Specialty MDs turn away most children with public insurance

Sixty-six percent of publicly-insured children were unable to get a doctor’s appointment for medical conditions requiring outpatient specialty care including diabetes and seizures, while children with identical symptoms and private insurance were turned away only 11 percent of the time, according to an audit study of specialty physician practices in Cook County, IL.

“We found disturbing disparities in specialty physicians’ willingness to provide outpatient care for children with public insurance — even those with urgent and severe health problems. This study shows a failure to care for our most vulnerable children” said a study author.

Reimbursement amounts, incentives, and the mission of the health care provider are major factors, with reimbursements being key. It takes a long time for the government to pay and it often doesn’t pay as much as private insurance, plus the paperwork can be onerous.

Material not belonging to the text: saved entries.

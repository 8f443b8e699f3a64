//! Request signature.
//!
//! The batch endpoint expects a checksum header derived from the envelope
//! payload and the session id. Its derivation is not documented and has
//! changed before, so it lives behind [`SignatureScheme`] and nothing else in
//! the codec knows how it is computed.

use std::fmt;

use base64::Engine;
use base64::engine::general_purpose::URL_SAFE_NO_PAD;
use sha2::{Digest, Sha256};

/// Header carrying the signature.
pub const SIGNATURE_HEADER: &str = "X-Goog-Batch-Signature";

/// Computes the signature header value for one envelope.
pub trait SignatureScheme: fmt::Debug + Send + Sync {
    /// Version tag prefixed to every signature.
    fn version(&self) -> &'static str;

    /// Signs the `f.req` payload for `session_id`.
    ///
    /// Must be deterministic: the same inputs always give the same output.
    fn sign(&self, session_id: &str, payload: &str) -> String;
}

/// SHA-256 over `session_id`, a newline, and the payload, URL-safe base64.
#[derive(Debug, Clone, Copy, Default)]
pub struct Sha256SignatureV1;

impl SignatureScheme for Sha256SignatureV1 {
    fn version(&self) -> &'static str {
        "v1"
    }

    fn sign(&self, session_id: &str, payload: &str) -> String {
        let mut hasher = Sha256::new();
        hasher.update(session_id.as_bytes());
        hasher.update(b"\n");
        hasher.update(payload.as_bytes());
        format!("{}:{}", self.version(), URL_SAFE_NO_PAD.encode(hasher.finalize()))
    }
}
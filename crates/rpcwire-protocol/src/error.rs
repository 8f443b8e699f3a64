//! Protocol error types.

use thiserror::Error;

/// Result type for envelope encoding.
pub type ProtocolResult<T> = Result<T, ProtocolError>;

/// Result type for response decoding.
pub type DecodeResult<T> = Result<T, DecodeError>;

/// Errors that can occur while building an envelope.
#[derive(Debug, Error)]
pub enum ProtocolError {
    /// An envelope must carry at least one call.
    #[error("envelope has no calls")]
    EmptyEnvelope,

    /// Calls with different routing contexts cannot share an envelope.
    #[error("calls target different contexts: {first} and {other}")]
    MixedContext { first: String, other: String },

    /// Failed to serialize call arguments.
    #[error("serialization failed: {0}")]
    Serialization(#[from] serde_json::Error),
}

/// Errors that make a whole response undecodable.
///
/// Problems confined to one call are not reported here; they become that
/// call's error result.
#[derive(Debug, Clone, PartialEq, Eq, Error)]
pub enum DecodeError {
    /// A chunk length line is not a decimal number.
    #[error("invalid chunk length line: {line:?}")]
    InvalidLength { line: String },

    /// A chunk declares a size above the limit.
    #[error("chunk too large: {size} bytes (max: {max})")]
    ChunkTooLarge { size: usize, max: usize },

    /// The stream ended before a declared chunk was complete.
    #[error("truncated chunk: expected {expected} bytes, got {available}")]
    Truncated { expected: usize, available: usize },

    /// A chunk body is not a JSON array.
    #[error("malformed chunk: {reason}")]
    MalformedChunk { reason: String },

    /// No reply correlates with a submitted call.
    #[error("no result for call #{index} ({id})")]
    MissingResult { index: usize, id: String },
}
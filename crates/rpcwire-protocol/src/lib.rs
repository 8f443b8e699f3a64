//! Wire codec for the batch RPC endpoint.
//!
//! # Requests
//!
//! Calls sharing a routing context are packed into one [`Envelope`]. The
//! envelope is sent as a form field named `f.req` holding a JSON array of
//! tuples:
//!
//! ```text
//! [[["<endpoint id>", "<JSON-encoded args>", null, "generic"], ...]]
//! ```
//!
//! together with the anti-CSRF token, session query parameters, a
//! per-request counter and a signature header.
//!
//! # Responses
//!
//! The response is a stream of length-prefixed JSON chunks (see
//! [`framing`]). Chunks hold tagged elements; RPC replies carry their
//! payload as a JSON-encoded string. [`ResponseDecoder`] turns the stream
//! into exactly one [`CallResult`](rpcwire_core::CallResult) per call, in
//! call order.
//!
//! # Example
//!
//! ```rust
//! use rpcwire_core::{Call, Credential};
//! use rpcwire_protocol::{Envelope, SessionParams, Sha256SignatureV1, decode_response, encode_chunk};
//!
//! let calls = vec![Call::new("wXbhsf", vec![])];
//! let envelope = Envelope::new(calls.clone()).unwrap();
//! let credential = Credential::new("token", "SID=1", "-42");
//! let request = envelope
//!     .encode(&credential, &SessionParams::default(), &Sha256SignatureV1)
//!     .unwrap();
//! assert_eq!(request.query_param("rpcids"), Some("wXbhsf"));
//!
//! let body = encode_chunk(r#"[["wrb.fr","wXbhsf","[1]",null,null,null,"generic"]]"#);
//! let decoded = decode_response(body.as_bytes(), &calls).unwrap();
//! assert!(decoded.results()[0].is_ok());
//! ```

mod decode;
mod envelope;
mod error;
pub mod framing;
mod signature;
mod types;

pub use decode::{DecodedResponse, ResponseDecoder, decode_response};
pub use envelope::{EncodedRequest, Envelope, FORM_CONTENT_TYPE, SessionParams, batch_path};
pub use error::{DecodeError, DecodeResult, ProtocolError, ProtocolResult};
pub use framing::{ChunkDecoder, XSSI_PREFIX, encode_chunk};
pub use signature::{SIGNATURE_HEADER, SignatureScheme, Sha256SignatureV1};
pub use types::{
    ErrorElement, GENERIC_INDEX, HTTP_UNAUTHORIZED, Reply, ReplyBody, ResponseElement,
    UNAUTHENTICATED_CODE,
};

/// Maximum declared size of one response chunk (64 MiB).
pub const MAX_CHUNK_SIZE: usize = 64 * 1024 * 1024;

Many doctors now are getting squeezed by insurance companies and the government. I know of one MD who despite his best efforts to manage insurance and having one employee who did it full time, was recently forced to join a group practice where they have several people who do nothing but insurance. A while back, my obstetrician cousin shut down her practice when her malpractice insurance jumped from $60,000 to $200,000 a year.

Our medical system is broken. Private insurance is difficult enough for doctors to manage. Public insurance is even worse and it pays less. Thus it’s no surprise, if disheartening, that MDs don’t want to take public insurance patients. There may be a class issue here too. If a child is on public insurance then the parents are probably on welfare and doctors may not want to deal with them. What a mess.